When the string "after" is part of a line below, that line should be copied.

:: EXERCISE DATA ::

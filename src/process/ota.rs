//! # OTA Coordinator
//!
//! Drives the firmware-update lifecycle: announce the running firmware's
//! checksum, wait for an update offer, gate it on the approval policy, then
//! delegate download and flashing to the board collaborator and reboot.
//!
//! Status reporting is a cross-cutting rule rather than a state: whenever
//! the previous tick's state differs from the current one and the current
//! state is [`OtaState::OtaAvailable`] or later (failures included), exactly
//! one progress report goes upstream before any state logic runs. That
//! yields one report per distinct state and none for the idle chatter.
//!
//! Failures never propagate: any error from the board collaborator lands in
//! [`OtaState::Fail`], which reports once, resets the board, discards the
//! in-flight context, and returns to [`OtaState::Idle`] to await the next
//! offer.

use embassy_time::Instant;

use crate::bus::MessageBus;
use crate::message::{Command, OTA_ID_LEN, OtaUrl, SHA256_LEN};
use crate::process::CloudProcess;
use crate::time::TimeSource;

/// Terminal failure categories reported to the cloud.
///
/// The wire carries these as negative codes in the progress report's
/// `state_data` field.
#[derive(Debug, Clone, Copy, PartialEq, Eq)]
#[cfg_attr(feature = "defmt", derive(defmt::Format))]
pub enum OtaError {
    NoCapableBootloader,
    NoOtaStorage,
    StorageInit,
    StorageOpen,
    HeaderLength,
    HeaderCrc,
    HeaderMagicNumber,
    UrlParse,
    ServerConnect,
    HttpHeader,
    HttpResponse,
    Download,
    StorageEnd,
    Library,
}

impl OtaError {
    /// The negative wire code for this failure category.
    pub fn code(self) -> i32 {
        match self {
            OtaError::NoCapableBootloader => -1,
            OtaError::NoOtaStorage => -2,
            OtaError::StorageInit => -3,
            OtaError::StorageOpen => -4,
            OtaError::HeaderLength => -5,
            OtaError::HeaderCrc => -6,
            OtaError::HeaderMagicNumber => -7,
            OtaError::UrlParse => -8,
            OtaError::ServerConnect => -9,
            OtaError::HttpHeader => -10,
            OtaError::HttpResponse => -11,
            OtaError::Download => -12,
            OtaError::StorageEnd => -13,
            OtaError::Library => -14,
        }
    }
}

/// Why the device booted, as far as the bootloader can tell.
#[derive(Debug, Clone, Copy, PartialEq, Eq)]
#[cfg_attr(feature = "defmt", derive(defmt::Format))]
pub enum BootOutcome {
    /// A normal power-on or reset.
    ColdBoot,
    /// First boot after a firmware update was applied.
    PostUpdate,
}

/// Progress of a chunked download.
#[derive(Debug, Clone, Copy, PartialEq, Eq)]
#[cfg_attr(feature = "defmt", derive(defmt::Format))]
pub enum FetchStatus {
    /// More data is pending; call again next tick.
    InProgress,
    /// The image is fully downloaded and verified.
    Complete,
}

/// The board/firmware collaborator: storage, download and reboot.
///
/// All methods are non-blocking; `fetch` in particular moves at most one
/// chunk per call.
pub trait OtaPlatform {
    /// Whether this board can apply firmware updates at all.
    fn is_capable(&self) -> bool;

    /// Inspects the boot reason. Called once at startup.
    fn boot_outcome(&mut self) -> BootOutcome;

    /// Checksum of the currently running firmware image.
    fn firmware_sha256(&mut self) -> Result<[u8; SHA256_LEN], OtaError>;

    /// Opens and prepares the update storage for the offered image.
    fn open(&mut self, context: &OtaContext) -> Result<(), OtaError>;

    /// Downloads the next chunk of the image.
    fn fetch(&mut self, context: &OtaContext) -> Result<FetchStatus, OtaError>;

    /// Activates the downloaded image.
    fn flash(&mut self, context: &OtaContext) -> Result<(), OtaError>;

    /// Restarts the device. Expected never to return control.
    fn reboot(&mut self);

    /// Cleans up after a failed attempt.
    fn reset(&mut self);
}

/// State carried only while an update is in flight.
#[derive(Debug, Clone)]
pub struct OtaContext {
    pub id: [u8; OTA_ID_LEN],
    pub url: OtaUrl,
    pub initial_sha256: [u8; SHA256_LEN],
    pub final_sha256: [u8; SHA256_LEN],
    report_counter: u16,
}

/// Coordinator states. `Fail` carries the terminal failure category.
#[derive(Debug, Clone, Copy, PartialEq, Eq)]
#[cfg_attr(feature = "defmt", derive(defmt::Format))]
pub enum OtaState {
    Resume,
    OtaBegin,
    Idle,
    OtaAvailable,
    StartOta,
    Fetch,
    FlashOta,
    Reboot,
    Fail(OtaError),
}

impl OtaState {
    /// The wire code of this state in progress reports.
    pub fn wire_code(self) -> u8 {
        match self {
            OtaState::Resume => 0,
            OtaState::OtaBegin => 1,
            OtaState::Idle => 2,
            OtaState::OtaAvailable => 3,
            OtaState::StartOta => 4,
            OtaState::Fetch => 5,
            OtaState::FlashOta => 6,
            OtaState::Reboot => 7,
            OtaState::Fail(_) => 8,
        }
    }

    /// Whether entering this state emits a progress report.
    fn reportable(self) -> bool {
        matches!(
            self,
            OtaState::OtaAvailable
                | OtaState::StartOta
                | OtaState::Fetch
                | OtaState::FlashOta
                | OtaState::Reboot
                | OtaState::Fail(_)
        )
    }

    fn state_data(self) -> i32 {
        match self {
            OtaState::Fail(error) => error.code(),
            _ => 0,
        }
    }
}

/// The firmware-update coordinator.
pub struct OtaCoordinator<P: OtaPlatform> {
    platform: P,
    state: OtaState,
    previous_state: OtaState,
    context: Option<OtaContext>,
    pending_update: Option<OtaContext>,
    approval_required: bool,
    approved: bool,
}

impl<P: OtaPlatform> OtaCoordinator<P> {
    pub fn new(platform: P) -> Self {
        Self {
            platform,
            state: OtaState::Resume,
            previous_state: OtaState::Resume,
            context: None,
            pending_update: None,
            approval_required: false,
            approved: false,
        }
    }

    /// Current coordinator state.
    pub fn state(&self) -> OtaState {
        self.state
    }

    /// Requires (or stops requiring) explicit approval before an offered
    /// update starts.
    pub fn set_approval_required(&mut self, required: bool) {
        self.approval_required = required;
    }

    /// Grants approval for the currently offered update.
    pub fn approve(&mut self) {
        self.approved = true;
    }

    /// The board collaborator.
    pub fn platform(&self) -> &P {
        &self.platform
    }

    pub fn platform_mut(&mut self) -> &mut P {
        &mut self.platform
    }

    fn resume(&mut self) -> OtaState {
        let _outcome = self.platform.boot_outcome();
        #[cfg(feature = "log")]
        log::debug!("ota: boot outcome {:?}", _outcome);
        OtaState::OtaBegin
    }

    fn ota_begin(&mut self, bus: &mut MessageBus) -> OtaState {
        if !self.platform.is_capable() {
            // Capability never recovers without a reboot; staying here keeps
            // the coordinator in a safe no-op loop.
            if self.previous_state != OtaState::OtaBegin {
                #[cfg(feature = "log")]
                log::warn!("ota: updates are not available on this board");
            }
            return OtaState::OtaBegin;
        }

        match self.platform.firmware_sha256() {
            Ok(sha256) => {
                bus.send_upstream(Command::OtaBegin { sha256 });
                OtaState::Idle
            }
            Err(_error) => {
                #[cfg(feature = "log")]
                log::error!("ota: checksum of running firmware failed: {:?}", _error);
                OtaState::OtaBegin
            }
        }
    }

    fn idle(&mut self) -> OtaState {
        match self.pending_update.take() {
            Some(context) if self.context.is_none() => {
                self.context = Some(context);
                OtaState::OtaAvailable
            }
            _ => OtaState::Idle,
        }
    }

    fn ota_available(&mut self) -> OtaState {
        if self.approval_required && !self.approved {
            return OtaState::OtaAvailable;
        }
        self.approved = false;
        OtaState::StartOta
    }

    fn start_ota(&mut self) -> OtaState {
        let Some(context) = self.context.as_ref() else {
            return OtaState::Idle;
        };
        match self.platform.open(context) {
            Ok(()) => OtaState::Fetch,
            Err(error) => OtaState::Fail(error),
        }
    }

    fn fetch(&mut self) -> OtaState {
        let Some(context) = self.context.as_ref() else {
            return OtaState::Idle;
        };
        match self.platform.fetch(context) {
            Ok(FetchStatus::InProgress) => OtaState::Fetch,
            Ok(FetchStatus::Complete) => OtaState::FlashOta,
            Err(error) => OtaState::Fail(error),
        }
    }

    fn flash_ota(&mut self) -> OtaState {
        let Some(context) = self.context.as_ref() else {
            return OtaState::Idle;
        };
        match self.platform.flash(context) {
            Ok(()) => OtaState::Reboot,
            Err(error) => OtaState::Fail(error),
        }
    }

    fn reboot(&mut self) -> OtaState {
        self.platform.reboot();
        // Control is not expected back; if the collaborator returns anyway,
        // stay here.
        OtaState::Reboot
    }

    fn fail(&mut self) -> OtaState {
        self.platform.reset();
        self.context = None;
        OtaState::Idle
    }

    fn report_status(&mut self, bus: &mut MessageBus, time: &mut dyn TimeSource) {
        let Some(context) = self.context.as_mut() else {
            return;
        };
        // Sub-second uniqueness for consecutive reports within one posix
        // second.
        let time_us = time
            .now_posix()
            .saturating_mul(1_000_000)
            .saturating_add(context.report_counter as u64);
        context.report_counter = context.report_counter.saturating_add(1);
        bus.send_upstream(Command::OtaProgress {
            id: context.id,
            state: self.state.wire_code(),
            state_data: self.state.state_data(),
            time: time_us,
        });
    }
}

impl<P: OtaPlatform> CloudProcess for OtaCoordinator<P> {
    fn update(&mut self, bus: &mut MessageBus, time: &mut dyn TimeSource, _now: Instant) {
        if self.state != self.previous_state && self.state.reportable() {
            self.report_status(bus, time);
        }
        self.previous_state = self.state;

        self.state = match self.state {
            OtaState::Resume => self.resume(),
            OtaState::OtaBegin => self.ota_begin(bus),
            OtaState::Idle => self.idle(),
            OtaState::OtaAvailable => self.ota_available(),
            OtaState::StartOta => self.start_ota(),
            OtaState::Fetch => self.fetch(),
            OtaState::FlashOta => self.flash_ota(),
            OtaState::Reboot => self.reboot(),
            OtaState::Fail(_) => self.fail(),
        };
    }

    fn connected(&self) -> bool {
        true
    }

    fn handle_message(&mut self, message: &Command) {
        if let Command::OtaUpdate {
            id,
            url,
            initial_sha256,
            final_sha256,
        } = message
        {
            self.pending_update = Some(OtaContext {
                id: *id,
                url: url.clone(),
                initial_sha256: *initial_sha256,
                final_sha256: *final_sha256,
                report_counter: 0,
            });
        }
    }
}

:::

- REPLY TO THE TASK
    /// First boot after a firmware update was applied.
    /// Cleans up after a failed attempt.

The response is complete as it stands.